The light play of the girl's fingers on the man's leg is driving him nuts. Even through his jeans, it feels like her hand is fire. The flames of her touch are licking up his legs, and the sensation of her hand there--did she really just move her hand up?--has all his smoking thoughts colliding. This seems like a good sign, right? She must be into me. Or is this just an aimless wandering? Please, oh please, keep wandering.
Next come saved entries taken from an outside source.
// revstoran/src/orders/materializer.rs

//! Turns a cart into persisted orders: one `pending` order per restaurant
//! group, each with one item row per cart line, then empties the cart.
//!
//! Atomicity follows the configured [`TransactionScope`]:
//!  - `PerRestaurant`: each group (order + all its items) is one transaction.
//!    If group *k* fails, groups before it stay committed and leave the cart,
//!    while group *k* and later groups stay in the cart for a retry.
//!  - `WholeCart`: all groups share one transaction; any failure leaves no
//!    orders and the cart untouched.

use crate::cart::line::CartLine;
use crate::cart::ops;
use crate::cart::store::Cart;
use crate::error::{RevstoranError, RevstoranResult};
use crate::ids::{OrderId, RestaurantId, UserId};
use crate::orders::{NewOrder, NewOrderItem, OrderStatus, OrderStore, OrderTransaction};
use rust_decimal::Decimal;
use serde::{Deserialize, Serialize};
use std::fmt;
use std::str::FromStr;
use tracing::{error, event, info, instrument, warn, Level};

#[derive(Debug, Clone, Copy, PartialEq, Eq, Default, Serialize, Deserialize)]
#[serde(rename_all = "kebab-case")]
pub enum TransactionScope {
  #[default]
  PerRestaurant,
  WholeCart,
}

impl FromStr for TransactionScope {
  type Err = String;

  fn from_str(raw: &str) -> Result<Self, Self::Err> {
    match raw.trim().to_ascii_lowercase().as_str() {
      "per-restaurant" | "per_restaurant" => Ok(TransactionScope::PerRestaurant),
      "whole-cart" | "whole_cart" => Ok(TransactionScope::WholeCart),
      other => Err(format!(
        "unknown transaction scope '{}' (expected 'per-restaurant' or 'whole-cart')",
        other
      )),
    }
  }
}

/// Which user action triggered materialization. Both behave identically.
#[derive(Debug, Clone, Copy, PartialEq, Eq)]
pub enum CheckoutEntry {
  Checkout,
  Payment,
}

impl fmt::Display for CheckoutEntry {
  fn fmt(&self, f: &mut fmt::Formatter<'_>) -> fmt::Result {
    match self {
      CheckoutEntry::Checkout => f.write_str("checkout"),
      CheckoutEntry::Payment => f.write_str("payment"),
    }
  }
}

#[derive(Debug, Clone, PartialEq, Eq, Serialize)]
pub struct PlacedOrder {
  pub order_id: OrderId,
  pub restaurant_id: RestaurantId,
  pub total_price: Decimal,
  pub item_count: usize,
}

#[derive(Debug, Clone, PartialEq, Eq, Serialize)]
pub struct CheckoutReceipt {
  pub customer_id: UserId,
  pub orders: Vec<PlacedOrder>,
  pub grand_total: Decimal,
}

/// A restaurant group copied out of the cart, ready to be written.
struct GroupDraft {
  restaurant_id: RestaurantId,
  lines: Vec<CartLine>,
  total_price: Decimal,
}

impl GroupDraft {
  fn from_cart(cart: &Cart) -> Vec<GroupDraft> {
    cart
      .groups()
      .map(|(restaurant_id, lines)| GroupDraft {
        restaurant_id,
        lines: lines.to_vec(),
        total_price: lines.iter().map(CartLine::subtotal).sum(),
      })
      .collect()
  }
}

#[derive(Debug, Clone, Copy, Default)]
pub struct OrderMaterializer {
  scope: TransactionScope,
}

impl OrderMaterializer {
  pub fn new(scope: TransactionScope) -> Self {
    Self { scope }
  }

  pub fn scope(&self) -> TransactionScope {
    self.scope
  }

  /// Materializes `cart` for `customer_id`.
  ///
  /// Returns `EmptyCart` without touching storage when the cart has no groups.
  /// On success the cart is cleared.
  #[instrument(
    name = "OrderMaterializer::checkout",
    skip_all,
    fields(customer_id = %customer_id, entry = %entry, scope = ?self.scope, groups = cart.group_count()),
    err(Display)
  )]
  pub async fn checkout<S>(
    &self,
    cart: &mut Cart,
    store: &S,
    customer_id: UserId,
    entry: CheckoutEntry,
  ) -> RevstoranResult<CheckoutReceipt>
  where
    S: OrderStore + ?Sized,
  {
    if cart.is_empty() {
      warn!("Checkout attempted with an empty cart.");
      return Err(RevstoranError::EmptyCart);
    }

    let drafts = GroupDraft::from_cart(cart);
    let orders = match self.scope {
      TransactionScope::PerRestaurant => Self::write_per_restaurant(cart, store, customer_id, drafts).await?,
      TransactionScope::WholeCart => Self::write_whole_cart(store, customer_id, drafts).await?,
    };

    ops::clear(cart);
    let grand_total: Decimal = orders.iter().map(|o| o.total_price).sum();
    info!(
      orders = orders.len(),
      %grand_total,
      "Checkout via {} placed {} order(s).",
      entry,
      orders.len()
    );
    Ok(CheckoutReceipt {
      customer_id,
      orders,
      grand_total,
    })
  }

  async fn write_per_restaurant<S>(
    cart: &mut Cart,
    store: &S,
    customer_id: UserId,
    drafts: Vec<GroupDraft>,
  ) -> RevstoranResult<Vec<PlacedOrder>>
  where
    S: OrderStore + ?Sized,
  {
    let mut placed = Vec::with_capacity(drafts.len());
    for draft in &drafts {
      let written = write_group_in_own_tx(store, customer_id, draft).await;

      match written {
        Ok(order) => {
          event!(Level::DEBUG, order_id = %order.order_id, restaurant_id = %order.restaurant_id, "Group committed.");
          placed.push(order);
        }
        Err(source) => {
          // Committed groups are already orders; keep them out of any retry.
          for order in &placed {
            cart.remove_group(order.restaurant_id);
          }
          error!(
            restaurant_id = %draft.restaurant_id,
            committed = placed.len(),
            error = %source,
            "Order write failed; group rolled back."
          );
          return Err(RevstoranError::TransactionFailure {
            restaurant_id: draft.restaurant_id,
            committed_orders: placed.len(),
            source,
          });
        }
      }
    }
    Ok(placed)
  }

  async fn write_whole_cart<S>(store: &S, customer_id: UserId, drafts: Vec<GroupDraft>) -> RevstoranResult<Vec<PlacedOrder>>
  where
    S: OrderStore + ?Sized,
  {
    let mut tx = store.begin().await.map_err(|source| RevstoranError::TransactionFailure {
      restaurant_id: drafts[0].restaurant_id,
      committed_orders: 0,
      source,
    })?;

    let mut placed = Vec::with_capacity(drafts.len());
    for draft in &drafts {
      match write_group(&mut tx, customer_id, draft).await {
        Ok(order) => placed.push(order),
        Err(source) => {
          discard(tx, draft.restaurant_id).await;
          error!(restaurant_id = %draft.restaurant_id, error = %source, "Order write failed; checkout rolled back.");
          return Err(RevstoranError::TransactionFailure {
            restaurant_id: draft.restaurant_id,
            committed_orders: 0,
            source,
          });
        }
      }
    }

    if let Err(source) = tx.commit().await {
      let restaurant_id = drafts[drafts.len() - 1].restaurant_id;
      error!(error = %source, "Checkout commit failed.");
      return Err(RevstoranError::TransactionFailure {
        restaurant_id,
        committed_orders: 0,
        source,
      });
    }
    Ok(placed)
  }
}

/// Writes one order and its items through `tx`. Does not commit.
async fn write_group<T>(tx: &mut T, customer_id: UserId, draft: &GroupDraft) -> anyhow::Result<PlacedOrder>
where
  T: OrderTransaction,
{
  let order_id = tx
    .insert_order(&NewOrder {
      customer_id,
      restaurant_id: draft.restaurant_id,
      total_price: draft.total_price,
      status: OrderStatus::Pending,
    })
    .await?;

  for line in &draft.lines {
    tx.insert_order_item(&NewOrderItem {
      order_id,
      menu_item_id: line.menu_item_id,
      quantity: line.quantity,
      price: line.unit_price,
    })
    .await?;
  }

  Ok(PlacedOrder {
    order_id,
    restaurant_id: draft.restaurant_id,
    total_price: draft.total_price,
    item_count: draft.lines.len(),
  })
}

/// Opens a transaction for a single restaurant group, writes it and commits.
async fn write_group_in_own_tx<S>(store: &S, customer_id: UserId, draft: &GroupDraft) -> anyhow::Result<PlacedOrder>
where
  S: OrderStore + ?Sized,
{
  let mut tx = store.begin().await?;
  match write_group(&mut tx, customer_id, draft).await {
    Ok(order) => {
      tx.commit().await?;
      Ok(order)
    }
    Err(e) => {
      discard(tx, draft.restaurant_id).await;
      Err(e)
    }
  }
}

/// Rolls `tx` back. A failed rollback is only logged: the store discards the
/// transaction's writes when it is dropped anyway.
async fn discard<T>(tx: T, restaurant_id: RestaurantId)
where
  T: OrderTransaction,
{
  if let Err(e) = tx.rollback().await {
    warn!(restaurant_id = %restaurant_id, error = %e, "Explicit rollback failed.");
  }
}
She pauses her tentative exploration, and it's as if his head is tethered to her touch. Suddenly, his thoughts careen in the other direction. He genuinely can't tell whether the movements mean something or nothing. But her hand is still there, and his dick doesn't mind the ambiguity. He can feel it begin to harden, stretching against the denim. He tries to concentrate on the television.
Detective Holder is crackling the polypropylene of a Doritos bag. He reaches into the bag and extracts a perfect chemically dusted triangle. His partner leans out the window of the police cruiser and takes a long drag from her cigarette. The man on the couch watches closely as the female detective sucks in the tobacco, and he can't help seeing the cigarette as phallic, the act as sexual.
The woman doesn't see innuendo in the scene. She isn't thinking much about the scene at all. She's thinking about that afternoon a week ago when she cradled a peppermint mocha in her lap and read words that stopped her mid-scroll, words that glittered with quirk and wit and kindness in an online dating wasteland of the vapid and banal. She's thinking especially of the odd line where the man confessed to never sharing a kiss on a first, second, or even third date. She thinks of that line, and she wants to feel his body on hers, to feel the weight of his longing--that goes without saying--but beyond that, she senses an inner sprite, a powerful force within that wants to charm this man as he hasn't been charmed before. Because she can. Because she will.